Cell adhesion and cortex contractility determine cell patterning in the Drosophila retina
Jos K\"afer, Takashi Hayashi, Athanasius F.M. Mar\'ee, Richard W., Carthew, Fran\c{c}ois Graner

TL;DR
This study investigates how cell adhesion and cortex contractility influence cell packing and shape in the Drosophila retina, proposing a model that incorporates surface tension and contractility to explain experimental observations.
Contribution
The paper introduces a novel model combining adhesion-driven surface increase with cortex contraction to accurately simulate cell packing and shapes in the Drosophila retina.
Findings
The model reproduces wildtype cell packing and shapes.
It explains mutant phenotypes with altered cadherin expression.

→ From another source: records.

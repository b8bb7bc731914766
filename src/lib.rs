//! # Plant Diagnosis
//!
//! A library for diagnosing plant leaf diseases from photographs: decode
//! and normalize the image, classify it with a pretrained model (or a mock
//! stand-in when no model is available), map the raw label to curated
//! agronomic knowledge, and return one structured diagnosis.
//!
//! ## Modules
//!
//! - `preprocess`: image decoding and tensor normalization
//! - `classifier`: the `Classifier` trait and its ONNX/mock variants
//! - `knowledge`: curated disease table and fallback resolution
//! - `diagnosis`: the `Diagnoser` orchestrator and response type
//! - `config`: deployment configuration (TOML)
//! - `classes`: the built-in classifier vocabulary
//!
//! ## Quick Start
//!
//! ```rust,ignore
//! use plant_diagnosis::{DiagnosisConfig, Diagnoser, ImageInput};
//!
//! let config = DiagnosisConfig::from_toml("diagnosis.toml".as_ref())?;
//! let diagnoser = Diagnoser::from_config(&config);
//!
//! let photo = std::fs::read("leaf.jpg")?;
//! let diagnosis = diagnoser.diagnose(ImageInput::Bytes(&photo));
//! println!("{}: {:.1}%", diagnosis.disease_detected, diagnosis.confidence * 100.0);
//! ```

pub mod classes;
pub mod classifier;
pub mod config;
pub mod diagnosis;
pub mod error;
pub mod knowledge;
pub mod logging;
pub mod preprocess;

// Re-export commonly used items for convenience
pub use classifier::{
    build_classifier, Classification, Classifier, MockClassifier, ModelStatus, OnnxClassifier,
};
pub use config::{ClassifierConfig, DiagnosisConfig, MockConfig, OnnxConfig};
pub use diagnosis::{Diagnosis, Diagnoser, HistoryEntry, HistorySink};
pub use error::{Error, Result};
pub use knowledge::{DiseaseRecord, KnowledgeBase};
pub use preprocess::{
    ImageDimensions, ImageInput, ImageNormalizer, NormalizeConfig, NormalizedImage,
};

/// Default preprocessing size for the mock classifier
pub const DEFAULT_IMAGE_SIZE: u32 = 256;

/// Version of the library
pub const VERSION: &str = env!("CARGO_PKG_VERSION");
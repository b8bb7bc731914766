//! Logging setup using the `tracing` crate.

use tracing_subscriber::{fmt, prelude::*, EnvFilter};

use crate::error::{Error, Result};

/// Initialize structured logging for the hosting process.
///
/// `RUST_LOG` takes precedence when set; otherwise the level defaults to
/// `debug` (verbose) or `info`. Fails if a global subscriber is already
/// installed.
pub fn init_logging(verbose: bool) -> Result<()> {
    let filter = EnvFilter::try_from_default_env()
        .unwrap_or_else(|_| EnvFilter::new(if verbose { "debug" } else { "info" }));

    tracing_subscriber::registry()
        .with(fmt::layer())
        .with(filter)
        .try_init()
        .map_err(|e| Error::Config(format!("Failed to initialize logger: {e}")))?;

    Ok(())
}

#[cfg(test)]
mod tests {
    use super::*;

    #[test]
    fn test_double_init_fails() {
        let _ = init_logging(false);
        // A second install must report the conflict instead of panicking.
        assert!(matches!(init_logging(true), Err(Error::Config(_))));
    }
}
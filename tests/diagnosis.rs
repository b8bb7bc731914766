//! End-to-end tests for the diagnosis pipeline.

use std::io::Write;
use std::sync::Arc;
use std::thread;

use image::{DynamicImage, ImageBuffer, Rgb};

use plant_diagnosis::{
    ClassifierConfig, DiagnosisConfig, Diagnoser, ImageInput, MockClassifier, MockConfig,
    ModelStatus, OnnxConfig,
};

/// Encode a solid-color PNG in memory.
fn png_bytes(r: u8, g: u8, b: u8) -> Vec<u8> {
    let img = DynamicImage::ImageRgb8(ImageBuffer::from_pixel(64, 64, Rgb([r, g, b])));
    let mut encoded = Vec::new();
    img.write_to(
        &mut std::io::Cursor::new(&mut encoded),
        image::ImageFormat::Png,
    )
    .unwrap();
    encoded
}

fn seeded_diagnoser(seed: u64) -> Diagnoser {
    Diagnoser::new(
        Box::new(MockClassifier::with_seed(seed)),
        plant_diagnosis::KnowledgeBase::curated(),
    )
}

#[test]
fn diagnose_valid_photo_returns_complete_payload() {
    let diagnoser = seeded_diagnoser(42);
    let bytes = png_bytes(40, 160, 60);

    let diagnosis = diagnoser.diagnose(ImageInput::Bytes(&bytes));

    assert_ne!(diagnosis.disease_detected, "Error");
    assert!(!diagnosis.disease_detected.is_empty());
    assert!((0.0..=1.0).contains(&diagnosis.confidence));
    assert!(!diagnosis.scientific_name.is_empty());
    assert!(!diagnosis.plant_type.is_empty());
    assert!(!diagnosis.symptoms.is_empty());
    assert!(!diagnosis.causes.is_empty());
    assert!(!diagnosis.treatment_advice.is_empty());
    assert!(!diagnosis.prevention_tips.is_empty());
}

#[test]
fn diagnose_empty_buffer_degrades_instead_of_failing() {
    let diagnoser = seeded_diagnoser(42);
    let diagnosis = diagnoser.diagnose(ImageInput::Bytes(&[]));

    assert_eq!(diagnosis.disease_detected, "Error");
    assert_eq!(diagnosis.confidence, 0.0);
    assert_eq!(diagnosis.scientific_name, "Unknown");
    assert_eq!(diagnosis.plant_type, "Unknown");
    assert_eq!(
        diagnosis.treatment_advice,
        vec!["Consult agricultural expert."]
    );
    assert!(!diagnosis.is_healthy);
}

#[test]
fn diagnose_corrupt_bytes_degrades() {
    let diagnoser = seeded_diagnoser(42);
    let diagnosis = diagnoser.diagnose(ImageInput::Bytes(b"not an image at all"));

    assert_eq!(diagnosis.disease_detected, "Error");
    assert_eq!(diagnosis.confidence, 0.0);
}

#[test]
fn diagnose_from_path() {
    let dir = tempfile::tempdir().unwrap();
    let path = dir.path().join("leaf.png");
    let mut file = std::fs::File::create(&path).unwrap();
    file.write_all(&png_bytes(50, 140, 70)).unwrap();

    let diagnoser = seeded_diagnoser(42);
    let diagnosis = diagnoser.diagnose(ImageInput::Path(&path));

    assert_ne!(diagnosis.disease_detected, "Error");
}

#[test]
fn diagnose_missing_path_degrades() {
    let diagnoser = seeded_diagnoser(42);
    let diagnosis = diagnoser.diagnose(ImageInput::Path(std::path::Path::new(
        "/nonexistent/leaf.png",
    )));

    assert_eq!(diagnosis.disease_detected, "Error");
    assert_eq!(diagnosis.confidence, 0.0);
}

#[test]
fn unloadable_model_falls_back_to_mock_process_wide() {
    let config = DiagnosisConfig {
        classifier: ClassifierConfig::Onnx(OnnxConfig {
            model_path: "/nonexistent/crop_leaf.onnx".into(),
            labels_path: None,
            image_size: 224,
        }),
    };

    let diagnoser = Diagnoser::from_config(&config);
    assert_eq!(diagnoser.model_status(), ModelStatus::Mock);

    // The degraded deployment still serves well-formed diagnoses.
    let bytes = png_bytes(60, 150, 80);
    let diagnosis = diagnoser.diagnose(ImageInput::Bytes(&bytes));
    assert!((0.0..=1.0).contains(&diagnosis.confidence));
}

#[test]
fn explicit_mock_config_reports_mock_status() {
    let config = DiagnosisConfig {
        classifier: ClassifierConfig::Mock(MockConfig {
            seed: Some(9),
            image_size: 256,
        }),
    };

    let diagnoser = Diagnoser::from_config(&config);
    assert_eq!(diagnoser.model_status(), ModelStatus::Mock);
    assert_eq!(
        diagnoser.model_status().message(),
        "Using Mock Model"
    );
}

#[test]
fn concurrent_diagnoses_are_independent() {
    let diagnoser = Arc::new(seeded_diagnoser(1234));

    let images: Vec<Vec<u8>> = (0..100)
        .map(|i| png_bytes((i * 2) as u8, 128, (255 - i * 2) as u8))
        .collect();

    let handles: Vec<_> = images
        .into_iter()
        .map(|bytes| {
            let diagnoser = Arc::clone(&diagnoser);
            thread::spawn(move || diagnoser.diagnose(ImageInput::Bytes(&bytes)))
        })
        .collect();

    for handle in handles {
        let diagnosis = handle.join().unwrap();

        // Every parallel call must come back well-formed, with no
        // cross-contamination between requests.
        assert_ne!(diagnosis.disease_detected, "Error");
        assert!((0.0..=1.0).contains(&diagnosis.confidence));
        assert!(!diagnosis.treatment_advice.is_empty());
    }
}

#[test]
fn diagnosis_serializes_for_the_boundary_layer() {
    let diagnoser = seeded_diagnoser(42);
    let bytes = png_bytes(40, 160, 60);
    let diagnosis = diagnoser.diagnose(ImageInput::Bytes(&bytes));

    let json = serde_json::to_string(&diagnosis).unwrap();
    for field in [
        "disease_detected",
        "scientific_name",
        "confidence",
        "is_healthy",
        "plant_type",
        "symptoms",
        "causes",
        "treatment_advice",
        "prevention_tips",
    ] {
        assert!(json.contains(field), "missing field {field}");
    }
}
//! Error types for the diagnosis pipeline.

use thiserror::Error;

/// Main error type for the diagnosis pipeline.
#[derive(Error, Debug)]
pub enum Error {
    /// IO error occurred
    #[error("IO error: {0}")]
    Io(#[from] std::io::Error),

    /// Image bytes could not be decoded
    #[error("Image decode error: {0}")]
    Decode(String),

    /// Model failed to load
    #[error("Model error: {0}")]
    Model(String),

    /// Inference run failed
    #[error("Inference error: {0}")]
    Inference(String),

    /// Configuration error
    #[error("Configuration error: {0}")]
    Config(String),

    /// Serialization error
    #[error("Serialization error: {0}")]
    Serialization(String),

    /// Invalid argument error
    #[error("Invalid argument: {0}")]
    InvalidArgument(String),
}

impl From<image::ImageError> for Error {
    fn from(err: image::ImageError) -> Self {
        Error::Decode(err.to_string())
    }
}

impl From<serde_json::Error> for Error {
    fn from(err: serde_json::Error) -> Self {
        Error::Serialization(err.to_string())
    }
}

/// Specialized Result type for diagnosis operations.
pub type Result<T> = std::result::Result<T, Error>;
//! Append-only JSON-lines audit trail for access decisions.
//!
//! Every evaluated request, rejected request and lifecycle event becomes one
//! newline-terminated JSON object, written by a background task so callers
//! never block on disk I/O.
//!
//! # Quick start
//!
//! ```rust,no_run
//! use audit_log::{AuditEventType, AuditSink};
//!
//! # async fn example() -> Result<(), Box<dyn std::error::Error>> {
//! let (sink, handle) = AuditSink::start("audit.jsonl", "rulegate").await?;
//! sink.log_event(AuditEventType::ProcessStarted, serde_json::json!({"version": "0.1.0"}))
//!     .await;
//! drop(sink);
//! handle.await?;
//! # Ok(())
//! # }
//! ```

pub mod entry;
pub mod sink;
pub mod writer;

pub use entry::{AuditEntry, AuditEventType, DecisionRecord};
pub use sink::AuditSink;
pub use writer::{read_entries, AuditWriteError, AuditWriter};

Surface minimization alone is insufficient to explain cell packing.
Abstract
Hayashi and Carthew (Nature 431 [2004], 647) have shown that the packing of cone cells in the Drosophila retina resembles soap bubble packing, and that changing E- and N-cadherin expression can change this packing, as well as cell shape. The analogy with bubbles suggests that cell packing is driven by surface minimization. We find that this assumption is insufficient to model the experimentally observed shapes and packing of the cells based on their cadherin expression. We then consider a model in which adhesion leads to a surface increase, balanced by cell cortex contraction. Using the experimentally observed distributions of E- and N-cadherin, we simulate the packing and cell shapes in the wildtype eye. Furthermore, by changing only the corresponding parameters, this model can describe the mutants with different numbers of cells, or changes in cadherin expression.